このような質問をするのは、あなたの状況が、過重労働に当てはまっていないか、心配だからです。過重労働の状況が長く続けば続くほど、疲労は重なっていきます。また、労働時間は長時間ではないにしても、長い期間、仕事による緊張やストレスが慢性的に続いている場合も、心身の状態のバランスを次第に崩していく要因になります。
「燃え尽き症候群(バーンアウト)」という言葉を、聞いたことはありますか?長い期間にわたり疲労が徐々に蓄積する一方で、体力は加齢により下がってきます。20代の頃に比べれば、30代、40代と年齢を重ねるにつれて、無理はできなくなっていきます。しかし、仕事に集中や没頭をするあまり、自分がどれだけ疲れているか、どれだけ無理を続けているのかを自覚できないままに若い時と同じようなやり方を続けていると、体力の限界を超えたあたりで、ぷっつり糸が切れたように「からだが動かない」「気力がわかない」という状態に陥ってしまいます。これが、「燃え尽き症候群(バーンアウト)」です。医師がつける診断名としては、「反応性(心因性)うつ」に当てはまります。
もし、これに該当しそうであれば、心療内科や精神科、メンタルクリニックへ受診し、継続的な治療を受けることが必要となります。
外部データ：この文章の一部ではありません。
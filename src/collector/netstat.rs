use crate::record::{ConnectionRecord, Endpoint};

/// `-a` all sockets, `-p` owning process, `-n` numeric, `-t`/`-u` TCP and UDP.
pub const ARGS: &[&str] = &["-apntu"];

pub fn parse(output: &str) -> Vec<ConnectionRecord> {
    output.lines().filter_map(parse_line).collect()
}

// Proto Recv-Q Send-Q Local-Address Foreign-Address [State] [PID/Program name]
fn parse_line(line: &str) -> Option<ConnectionRecord> {
    let parts: Vec<&str> = line.split_whitespace().collect();
    if parts.len() < 5 {
        return None;
    }
    let proto = parts[0];
    if !proto.starts_with("tcp") && !proto.starts_with("udp") {
        return None;
    }

    let local = Endpoint::parse(parts[3])?;
    let remote = Endpoint::parse(parts[4])?;

    // UDP sockets usually leave the state column blank.
    let (state, rest) = match parts.get(5) {
        Some(col) if !is_pid_column(col) => (Some((*col).to_string()), &parts[6..]),
        _ => (None, &parts[5..]),
    };
    let (pid, process_name) = parse_pid_program(&rest.join(" "));

    Some(ConnectionRecord {
        proto: proto.to_string(),
        local,
        remote,
        state,
        pid,
        process_name,
    })
}

fn is_pid_column(col: &str) -> bool {
    if col == "-" {
        return true;
    }
    match col.split_once('/') {
        Some((pid, _)) => !pid.is_empty() && pid.bytes().all(|b| b.is_ascii_digit()),
        None => false,
    }
}

fn parse_pid_program(col: &str) -> (Option<u32>, Option<String>) {
    let Some((pid, name)) = col.split_once('/') else {
        return (None, None);
    };
    let name = name.trim();
    (
        pid.parse().ok(),
        (!name.is_empty()).then(|| name.to_string()),
    )
}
ただ、薬を飲んだからすぐによくなる、というものではありません。ある程度、腰をすえて休養をとるつもりで、しっかり心身を休ませることが大切です。今の勤務状況ではそれがむずかしい場合は、主治医はもちろんのこと、職場の上司や人事・総務、産業医などに相談して、業務の調整や、場合によっては休職することも、検討しなければなりません。
睡眠や食欲などに問題がなく、休みの時は好きなことができているという場合は、病気ではなく、現状のまま仕事を続けたほうがいいのか、他に何かやりたいことや、やり残してきたことがあるのかについて、じっくり考える節目にきているのかもしれません。その場合は、カウンセリングなどを活用しながら、自分はこのままでいいのか、これからの人生をどう生きたいのかなどを、考える時間を持つこともひとつの方法です。
いずれにしても、「前向きになれない」ことは苦しいことではありますが、それは、「今のままではいけない」「何かを変えないといけない」という、自分からの大事なサインでもあるのです。自分の内なる声にしっかりと耳を傾け、少し立ち止まって考えてみてはいかがでしょうか。